她没有答案,只是原本以为已经千疮百孔的心,在这一刻还是泛出疼痛,深刻的,一阵一阵,像是一把钝刀子在划她的心头。
“楚晚,抽血检查了。”检查室里的护士小姐叫她的名字。
楚晚低下头,沉默着跟着护士进去了。
陆勤却站在原地,没有再离开。
不知为何,楚晚刚刚的眼神像根针似的扎在他心头。
时间缓缓流逝。
忽然,里面的护士惊呼出声:“哎呀,楚晚,你的血怎么止不住啊!”
检查室一片慌乱嘈杂,陆勤眉头不由深皱。
医生匆匆赶来急救,过了许久,血终于止住。
医生宋于箫看着楚晚毫无血色的脸,皱起了眉头:“温小姐,你这是凝血功能有障碍,得仔细检查一下。”
楚晚听见检查两字低下了头,闷闷开口:“我不去。”
宋于箫推了推眼镜,神情严肃:“你的情况比较严重,不去是会出事的!”
楚晚一下抬起头,清凌凌的眼神看向他:“我没钱。”
宋于箫愣住了,他这才发现,眼前这个女人穿的衣服都是出了线头的旧衣服。
这样冷的天,她只穿了一双已经洗得发白的帆布鞋。
她的皮肤是病态的白,身体也隐隐瘦得有些脱形。
宋于箫看着心里很不是滋味,声音也跟着放柔了些:“去吧,检查不要钱。
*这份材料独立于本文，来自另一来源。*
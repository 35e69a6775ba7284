//! Query parameter validation
//!
//! Untrusted numeric query parameters are parsed into small non-negative
//! integers. Absent parameters stay `None` so each endpoint can apply its own
//! default; anything that is not a non-negative integer is rejected.
//!
//! # Overview
//!
//! - [`validate_number`] is the pure validation contract.
//! - [`CollectionQuery`] is the axum extractor that runs it over
//!   `size`, `limit`, `offset` and `page`.

mod extract;
mod validate;

pub use extract::{CollectionQuery, RawCollectionQuery};
pub use validate::validate_number;

/// Default collection size for the paginated endpoints
pub const DEFAULT_SIZE: u64 = 25;

/// Default page size
pub const DEFAULT_LIMIT: u64 = 5;

/// Default offset
pub const DEFAULT_OFFSET: u64 = 0;

/// Default page number (0-based)
pub const DEFAULT_PAGE: u64 = 0;

#[cfg(test)]
mod tests;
”
说完,他冲护士使了个眼色。
楚晚这才跟着护士去做检查。
检查结束,她走出房间,就看见周瑶不知道什么时候也来了,她挽着陆勤的手,身边的郑玉婷讨好地笑着跟陆勤说话。
楚晚只看了两秒,便黯然移开了视线。
等了一会儿,宋于箫拿着检查结果出来,语气严肃:“温小姐不能做骨髓移植,她有血管性血友病,不能动手术。”